Лицо Петра Андреевича переменилось совершенно. Вот и он, Петр Андреевич Толстой, сидел за столом, а вроде бы и не он. Исчезла в глазах насмешка, ожесточились добродушные морщинки, пролегавшие к вискам, и только презрение, убежденность в правоте совершаемого и сила проступили в нем.

— Одним облегчить душу можешь, — сказал он, — покаяться, — Петр Андреевич передохнул и обрушил на подьячего страшные слова: — Да смерть принять добровольно.

И вроде бы хищный хряск топора раздался, как бывало в Москве, на Болоте, где казнили последнюю сволочь городскую. Хрясть! — и голова с глухим стуком падала на доски помоста.

— Нет! — вскинулся подьячий. — Нет!

Теперь лицо его было в слезах, на висках, на тощей шее, выглядывавшей из ставшего вдруг непомерно широким ворота, проступили вены, набрякшие от кинувшейся в голову дурной, черной от ужаса крови.

— Нет!

— Ну-ну — сказал Толстой, с гадливостью опустив углы губ, — умеешь воровать, умей и ответ держать.

— Нет! — в другой раз крикнул подьячий с безнадежностью. — Нет!

Но Толстой этого «нет» не слышал. Здесь, в тесной палате со скрипучими полами, в чужом городе, под небом, расцвеченным иными, нежели на родине, звездами, он был и народом, что толпился на Болоте, в Москве, вкруг помоста, на котором совершались казни над преступившими установленные людьми пределы, и судьей, вынесшим приговор, и даже тем, кто исполнял волю закона и не мог, не имел права позволить себе ни жалости, ни сострадания. И оттого не слышал он воплей подьячего, да и не глядел на него.

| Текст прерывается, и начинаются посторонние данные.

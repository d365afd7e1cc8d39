// Copyright 2025 Amiable
// SPDX-License-Identifier: MIT

//! MIDI I/O adapters
//!
//! The input adapter bridges the midir callback thread to the main loop via
//! a bounded crossbeam channel (the callback must never block). The output
//! adapters are a rate-limited sink for the Push itself (the controller is
//! easy to flood) and a virtual port for processed notes.
//!
//! # Platform Support
//!
//! Virtual port creation uses midir's unix support (CoreMIDI on macOS,
//! ALSA on Linux). Windows has no virtual ports without a third-party
//! driver like loopMIDI, so opening the processed port fails there.

use crate::error::PortError;
use crossbeam_channel::{Receiver, bounded};
use midir::{MidiInput, MidiInputConnection, MidiOutput, MidiOutputConnection};
use std::time::{Duration, Instant};
use tracing::{debug, trace, warn};

#[cfg(not(target_os = "windows"))]
use midir::os::unix::VirtualOutput;

/// Capacity of the callback-to-main-loop message queue
const INPUT_QUEUE_CAP: usize = 256;

/// A channel voice message produced by the fretboard engine
#[derive(Debug, Clone, Copy, PartialEq, Eq)]
pub enum ChannelMessage {
    NoteOn { channel: u8, note: u8, velocity: u8 },
    NoteOff { channel: u8, note: u8 },
    PolyPressure { channel: u8, note: u8, pressure: u8 },
}

impl ChannelMessage {
    pub fn channel(&self) -> u8 {
        match self {
            ChannelMessage::NoteOn { channel, .. }
            | ChannelMessage::NoteOff { channel, .. }
            | ChannelMessage::PolyPressure { channel, .. } => *channel,
        }
    }

    pub fn note(&self) -> u8 {
        match self {
            ChannelMessage::NoteOn { note, .. }
            | ChannelMessage::NoteOff { note, .. }
            | ChannelMessage::PolyPressure { note, .. } => *note,
        }
    }

    /// True for a note-on that actually makes sound (velocity > 0)
    pub fn is_sounding(&self) -> bool {
        matches!(self, ChannelMessage::NoteOn { velocity, .. } if *velocity > 0)
    }

    /// Raw MIDI bytes for this message
    pub fn to_bytes(&self) -> [u8; 3] {
        match *self {
            ChannelMessage::NoteOn { channel, note, velocity } => [0x90 | channel, note, velocity],
            ChannelMessage::NoteOff { channel, note } => [0x80 | channel, note, 0],
            ChannelMessage::PolyPressure { channel, note, pressure } => {
                [0xA0 | channel, note, pressure]
            }
        }
    }
}

/// Sink for outbound raw MIDI bytes
///
/// Send failures are fatal (the port is gone); callers propagate them up to
/// the daemon, which terminates.
pub trait MidiSink {
    fn send_msg(&mut self, msg: &[u8]) -> Result<(), PortError>;
}

/// Send "all notes off" and "reset all controllers" on every channel
pub fn send_all_notes_off(sink: &mut dyn MidiSink) -> Result<(), PortError> {
    for channel in 0..16u8 {
        sink.send_msg(&[0xB0 | channel, 123, 0])?;
        sink.send_msg(&[0xB0 | channel, 121, 0])?;
    }
    Ok(())
}

/// Blocking MIDI input fed by the midir callback thread
///
/// The callback pushes raw message bytes into a bounded queue with
/// `try_send` so it can never block the MIDI driver; the main loop drains
/// the queue with [`MidiInputQueue::recv_timeout`].
pub struct MidiInputQueue {
    port_name: String,
    /// Kept alive for the duration; dropping it closes the port
    _connection: MidiInputConnection<()>,
    receiver: Receiver<Vec<u8>>,
}

impl MidiInputQueue {
    /// Open the first input port whose name contains `port_match`
    pub fn open(port_match: &str) -> Result<MidiInputQueue, PortError> {
        let midi_in = MidiInput::new("pushpluck input").map_err(|e| PortError::Init(e.to_string()))?;
        let ports = midi_in.ports();

        let port = ports
            .iter()
            .find(|p| {
                midi_in
                    .port_name(p)
                    .map(|name| name.contains(port_match))
                    .unwrap_or(false)
            })
            .ok_or_else(|| PortError::NotFound(port_match.to_string()))?;

        let port_name = midi_in
            .port_name(port)
            .unwrap_or_else(|_| port_match.to_string());

        let (tx, rx) = bounded::<Vec<u8>>(INPUT_QUEUE_CAP);
        let connection = midi_in
            .connect(
                port,
                "pushpluck-input",
                move |_timestamp, message, _| {
                    // Runs on the MIDI driver thread; must not block
                    if tx.try_send(message.to_vec()).is_err() {
                        warn!("input queue full, dropping {} byte message", message.len());
                    }
                },
                (),
            )
            .map_err(|e| PortError::ConnectionFailed(e.to_string()))?;

        debug!(port = %port_name, "opened MIDI input");

        Ok(MidiInputQueue {
            port_name,
            _connection: connection,
            receiver: rx,
        })
    }

    /// Block for the next message, up to `timeout`
    ///
    /// Returns `Ok(None)` on timeout so the caller can poll its shutdown
    /// flag between messages.
    pub fn recv_timeout(&self, timeout: Duration) -> Result<Option<Vec<u8>>, PortError> {
        match self.receiver.recv_timeout(timeout) {
            Ok(msg) => {
                trace!(port = %self.port_name, bytes = ?msg, "received");
                Ok(Some(msg))
            }
            Err(crossbeam_channel::RecvTimeoutError::Timeout) => Ok(None),
            Err(crossbeam_channel::RecvTimeoutError::Disconnected) => {
                Err(PortError::Disconnected(self.port_name.clone()))
            }
        }
    }
}

/// Rate-limited output to the Push controller
///
/// Enforces a monotonic minimum delay between sends by sleeping the calling
/// thread; redraw code can send freely and the floor is applied here.
pub struct RateLimitedSink {
    port_name: String,
    connection: MidiOutputConnection,
    delay: Duration,
    last_sent: Option<Instant>,
}

impl RateLimitedSink {
    /// Open the first output port whose name contains `port_match`
    pub fn open(port_match: &str, delay: Duration) -> Result<RateLimitedSink, PortError> {
        let midi_out =
            MidiOutput::new("pushpluck output").map_err(|e| PortError::Init(e.to_string()))?;
        let ports = midi_out.ports();

        let port = ports
            .iter()
            .find(|p| {
                midi_out
                    .port_name(p)
                    .map(|name| name.contains(port_match))
                    .unwrap_or(false)
            })
            .ok_or_else(|| PortError::NotFound(port_match.to_string()))?;

        let port_name = midi_out
            .port_name(port)
            .unwrap_or_else(|_| port_match.to_string());

        let connection = midi_out
            .connect(port, "pushpluck-output")
            .map_err(|e| PortError::ConnectionFailed(e.to_string()))?;

        debug!(port = %port_name, ?delay, "opened MIDI output");

        Ok(RateLimitedSink {
            port_name,
            connection,
            delay,
            last_sent: None,
        })
    }
}

impl MidiSink for RateLimitedSink {
    fn send_msg(&mut self, msg: &[u8]) -> Result<(), PortError> {
        if let Some(last) = self.last_sent {
            let limit = last + self.delay;
            let now = Instant::now();
            if now < limit {
                std::thread::sleep(limit - now);
                self.last_sent = Some(limit);
            } else {
                self.last_sent = Some(now);
            }
        } else {
            self.last_sent = Some(Instant::now());
        }

        trace!(port = %self.port_name, bytes = ?msg, "sending");
        self.connection
            .send(msg)
            .map_err(|e| PortError::SendFailed {
                port: self.port_name.clone(),
                message: e.to_string(),
            })
    }
}

/// Virtual output port for processed notes
pub struct VirtualSink {
    port_name: String,
    connection: MidiOutputConnection,
}

impl VirtualSink {
    /// Create a virtual port that other applications can connect to
    #[cfg(not(target_os = "windows"))]
    pub fn create(port_name: &str) -> Result<VirtualSink, PortError> {
        let midi_out =
            MidiOutput::new("pushpluck processed").map_err(|e| PortError::Init(e.to_string()))?;
        let connection = midi_out
            .create_virtual(port_name)
            .map_err(|e| PortError::ConnectionFailed(e.to_string()))?;

        debug!(port = %port_name, "created virtual MIDI output");

        Ok(VirtualSink {
            port_name: port_name.to_string(),
            connection,
        })
    }

    /// Virtual ports need a third-party driver on Windows (e.g. loopMIDI)
    #[cfg(target_os = "windows")]
    pub fn create(port_name: &str) -> Result<VirtualSink, PortError> {
        Err(PortError::Init(format!(
            "virtual port '{port_name}' not supported on Windows"
        )))
    }
}

impl MidiSink for VirtualSink {
    fn send_msg(&mut self, msg: &[u8]) -> Result<(), PortError> {
        trace!(port = %self.port_name, bytes = ?msg, "sending");
        self.connection
            .send(msg)
            .map_err(|e| PortError::SendFailed {
                port: self.port_name.clone(),
                message: e.to_string(),
            })
    }
}

/// The three ports the daemon runs on
pub struct PushPorts {
    pub midi_in: MidiInputQueue,
    pub midi_out: RateLimitedSink,
    pub midi_processed: VirtualSink,
}

impl PushPorts {
    /// Open the Push user port (in and out) and create the processed port
    pub fn open(
        push_port_name: &str,
        processed_port_name: &str,
        delay: Duration,
    ) -> Result<PushPorts, PortError> {
        let midi_in = MidiInputQueue::open(push_port_name)?;
        let midi_out = RateLimitedSink::open(push_port_name, delay)?;
        let midi_processed = VirtualSink::create(processed_port_name)?;
        Ok(PushPorts {
            midi_in,
            midi_out,
            midi_processed,
        })
    }
}

#[cfg(test)]
mod tests {
    use super::*;

    #[test]
    fn test_note_on_bytes() {
        let msg = ChannelMessage::NoteOn { channel: 0, note: 60, velocity: 100 };
        assert_eq!(msg.to_bytes(), [0x90, 60, 100]);
        assert!(msg.is_sounding());
    }

    #[test]
    fn test_note_off_bytes() {
        let msg = ChannelMessage::NoteOff { channel: 3, note: 41 };
        assert_eq!(msg.to_bytes(), [0x83, 41, 0]);
        assert!(!msg.is_sounding());
    }

    #[test]
    fn test_poly_pressure_bytes() {
        let msg = ChannelMessage::PolyPressure { channel: 1, note: 50, pressure: 77 };
        assert_eq!(msg.to_bytes(), [0xA1, 50, 77]);
        assert!(!msg.is_sounding());
    }

    #[test]
    fn test_zero_velocity_note_on_is_not_sounding() {
        let msg = ChannelMessage::NoteOn { channel: 0, note: 60, velocity: 0 };
        assert!(!msg.is_sounding());
    }

    struct CollectingSink(Vec<Vec<u8>>);

    impl MidiSink for CollectingSink {
        fn send_msg(&mut self, msg: &[u8]) -> Result<(), PortError> {
            self.0.push(msg.to_vec());
            Ok(())
        }
    }

    #[test]
    fn test_all_notes_off_covers_every_channel() {
        let mut sink = CollectingSink(Vec::new());
        send_all_notes_off(&mut sink).unwrap();
        assert_eq!(sink.0.len(), 32);
        for channel in 0..16u8 {
            assert!(sink.0.contains(&vec![0xB0 | channel, 123, 0]));
            assert!(sink.0.contains(&vec![0xB0 | channel, 121, 0]));
        }
    }
}
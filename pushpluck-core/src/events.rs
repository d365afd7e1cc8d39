// Copyright 2025 Amiable
// SPDX-License-Identifier: MIT

//! Input event decoding
//!
//! Raw MIDI from the Push user port is parsed with the midi-msg library and
//! classified into one typed [`PushEvent`]. Classification order for
//! control changes is knob, button, time-division, grid selector, channel
//! selector; first match wins. Anything unrecognized is dropped silently,
//! by design: the Push emits plenty of traffic we don't care about.

use crate::constants::{self, ButtonCC, KnobGroup, TimeDivCC};
use crate::pos::{ChanSelPos, GridSelPos, Pos};
use midi_msg::{ChannelVoiceMsg, ControlChange, MidiMsg};
use tracing::trace;

/// A pad was struck or released (`velocity == 0` means released)
#[derive(Debug, Clone, Copy, PartialEq, Eq)]
pub struct PadEvent {
    pub pos: Pos,
    pub velocity: u8,
}

/// Polyphonic aftertouch on a held pad
#[derive(Debug, Clone, Copy, PartialEq, Eq)]
pub struct PadPressureEvent {
    pub pos: Pos,
    pub pressure: u8,
}

/// A control button was pressed or released
#[derive(Debug, Clone, Copy, PartialEq, Eq)]
pub struct ButtonEvent {
    pub button: ButtonCC,
    pub pressed: bool,
}

/// An encoder knob ticked one detent
///
/// Push encoders send CC values 1..=63 for clockwise ticks and 65..=127
/// for counter-clockwise ones.
#[derive(Debug, Clone, Copy, PartialEq, Eq)]
pub struct KnobEvent {
    pub group: KnobGroup,
    pub offset: u8,
    pub clockwise: bool,
}

/// A time-division button was pressed or released
#[derive(Debug, Clone, Copy, PartialEq, Eq)]
pub struct TimeDivEvent {
    pub time_div: TimeDivCC,
    pub pressed: bool,
}

/// A grid-selector button (above the grid) was pressed or released
#[derive(Debug, Clone, Copy, PartialEq, Eq)]
pub struct GridSelEvent {
    pub pos: GridSelPos,
    pub pressed: bool,
}

/// A channel-selector button (below the grid) was pressed or released
#[derive(Debug, Clone, Copy, PartialEq, Eq)]
pub struct ChanSelEvent {
    pub pos: ChanSelPos,
    pub pressed: bool,
}

/// Any event the Push can produce that we understand
#[derive(Debug, Clone, Copy, PartialEq, Eq)]
pub enum PushEvent {
    Pad(PadEvent),
    PadPressure(PadPressureEvent),
    Button(ButtonEvent),
    Knob(KnobEvent),
    TimeDiv(TimeDivEvent),
    GridSel(GridSelEvent),
    ChanSel(ChanSelEvent),
}

impl PushEvent {
    /// Decode one raw MIDI message into at most one event
    pub fn decode(raw: &[u8]) -> Option<PushEvent> {
        let voice_msg = match MidiMsg::from_midi(raw) {
            Ok((MidiMsg::ChannelVoice { msg, .. }, _))
            | Ok((MidiMsg::RunningChannelVoice { msg, .. }, _)) => msg,
            Ok(_) => {
                trace!(bytes = ?raw, "dropping non-voice message");
                return None;
            }
            Err(e) => {
                trace!(bytes = ?raw, error = ?e, "dropping unparseable message");
                return None;
            }
        };

        match voice_msg {
            ChannelVoiceMsg::NoteOn { note, velocity } => {
                Pos::from_input_note(note).map(|pos| PushEvent::Pad(PadEvent { pos, velocity }))
            }
            ChannelVoiceMsg::NoteOff { note, .. } => {
                Pos::from_input_note(note).map(|pos| PushEvent::Pad(PadEvent { pos, velocity: 0 }))
            }
            ChannelVoiceMsg::PolyPressure { note, pressure } => Pos::from_input_note(note)
                .map(|pos| PushEvent::PadPressure(PadPressureEvent { pos, pressure })),
            ChannelVoiceMsg::ControlChange { control } => {
                if let ControlChange::CC { control: cc, value } = control {
                    Self::decode_control(cc, value)
                } else {
                    trace!(?control, "dropping unsupported control change variant");
                    None
                }
            }
            _ => {
                trace!(?voice_msg, "dropping unsupported voice message");
                None
            }
        }
    }

    /// Classify a control change; first matching class wins
    fn decode_control(cc: u8, value: u8) -> Option<PushEvent> {
        if let Some((group, offset)) = constants::knob_from_cc(cc) {
            return Some(PushEvent::Knob(KnobEvent {
                group,
                offset,
                clockwise: value < 64,
            }));
        }
        if let Some(button) = ButtonCC::from_cc(cc) {
            return Some(PushEvent::Button(ButtonEvent {
                button,
                pressed: value > 0,
            }));
        }
        if let Some(time_div) = TimeDivCC::from_cc(cc) {
            return Some(PushEvent::TimeDiv(TimeDivEvent {
                time_div,
                pressed: value > 0,
            }));
        }
        if let Some(pos) = GridSelPos::from_input_control(cc) {
            return Some(PushEvent::GridSel(GridSelEvent {
                pos,
                pressed: value > 0,
            }));
        }
        if let Some(pos) = ChanSelPos::from_input_control(cc) {
            return Some(PushEvent::ChanSel(ChanSelEvent {
                pos,
                pressed: value > 0,
            }));
        }
        trace!(cc, value, "dropping unmapped control change");
        None
    }
}

#[cfg(test)]
mod tests {
    use super::*;
    use rstest::rstest;

    #[test]
    fn test_decode_pad_press() {
        let event = PushEvent::decode(&[0x90, 44, 100]).unwrap();
        assert_eq!(
            event,
            PushEvent::Pad(PadEvent { pos: Pos::new(1, 0), velocity: 100 })
        );
    }

    #[test]
    fn test_decode_pad_release_via_zero_velocity() {
        let event = PushEvent::decode(&[0x90, 44, 0]).unwrap();
        assert_eq!(
            event,
            PushEvent::Pad(PadEvent { pos: Pos::new(1, 0), velocity: 0 })
        );
    }

    #[test]
    fn test_decode_pad_release_via_note_off() {
        let event = PushEvent::decode(&[0x80, 99, 64]).unwrap();
        assert_eq!(
            event,
            PushEvent::Pad(PadEvent { pos: Pos::new(7, 7), velocity: 0 })
        );
    }

    #[test]
    fn test_decode_note_outside_grid_dropped() {
        assert_eq!(PushEvent::decode(&[0x90, 35, 100]), None);
        assert_eq!(PushEvent::decode(&[0x90, 100, 100]), None);
    }

    #[test]
    fn test_decode_pad_pressure() {
        let event = PushEvent::decode(&[0xA0, 44, 80]).unwrap();
        assert_eq!(
            event,
            PushEvent::PadPressure(PadPressureEvent { pos: Pos::new(1, 0), pressure: 80 })
        );
    }

    #[rstest]
    #[case(119, 127, ButtonCC::Undo, true)]
    #[case(119, 0, ButtonCC::Undo, false)]
    #[case(110, 127, ButtonCC::Device, true)]
    #[case(58, 127, ButtonCC::Scales, true)]
    #[case(3, 127, ButtonCC::TapTempo, true)]
    fn test_decode_button(
        #[case] cc: u8,
        #[case] value: u8,
        #[case] button: ButtonCC,
        #[case] pressed: bool,
    ) {
        let event = PushEvent::decode(&[0xB0, cc, value]).unwrap();
        assert_eq!(event, PushEvent::Button(ButtonEvent { button, pressed }));
    }

    #[rstest]
    #[case(71, 1, KnobGroup::Center, 0, true)]
    #[case(71, 63, KnobGroup::Center, 0, true)]
    #[case(71, 65, KnobGroup::Center, 0, false)]
    #[case(71, 127, KnobGroup::Center, 0, false)]
    #[case(78, 2, KnobGroup::Center, 7, true)]
    #[case(14, 1, KnobGroup::Left, 0, true)]
    #[case(79, 127, KnobGroup::Right, 0, false)]
    fn test_decode_knob(
        #[case] cc: u8,
        #[case] value: u8,
        #[case] group: KnobGroup,
        #[case] offset: u8,
        #[case] clockwise: bool,
    ) {
        let event = PushEvent::decode(&[0xB0, cc, value]).unwrap();
        assert_eq!(event, PushEvent::Knob(KnobEvent { group, offset, clockwise }));
    }

    #[test]
    fn test_decode_time_div() {
        let event = PushEvent::decode(&[0xB0, 36, 127]).unwrap();
        assert_eq!(
            event,
            PushEvent::TimeDiv(TimeDivEvent { time_div: TimeDivCC::Quarter, pressed: true })
        );
    }

    #[test]
    fn test_decode_selectors() {
        let event = PushEvent::decode(&[0xB0, 20, 127]).unwrap();
        assert_eq!(
            event,
            PushEvent::ChanSel(ChanSelEvent { pos: ChanSelPos { col: 0 }, pressed: true })
        );
        let event = PushEvent::decode(&[0xB0, 109, 127]).unwrap();
        assert_eq!(
            event,
            PushEvent::GridSel(GridSelEvent { pos: GridSelPos { col: 7 }, pressed: true })
        );
    }

    #[test]
    fn test_unknown_messages_dropped() {
        // Program change, empty, garbage
        assert_eq!(PushEvent::decode(&[0xC0, 5]), None);
        assert_eq!(PushEvent::decode(&[]), None);
        assert_eq!(PushEvent::decode(&[0xF8]), None);
    }
}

Толстой поднялся от стола, шагнул к поставцу, достал и, крепко пристукнув донцем, выставил на стол штоф с вином и чашу синего непрозрачного стекла. На дне чаши белела щепоть брошенного загодя отравного зелья.

Подьячий, смолкнув, следил за Петром Андреевичем мало что понимающими глазами. От сдерживаемых рыданий тело его содрогалось.

Толстой наклонил штоф над чашей. Тяжело булькая, словно вторя задавленным всхлипываниям подьячего, вино полилось в синее стекло.

— Пей! — ударил голосом Толстой так, будто вскричала разъяренная толпа у помоста, требуя казни ненавистного татя. — Пей!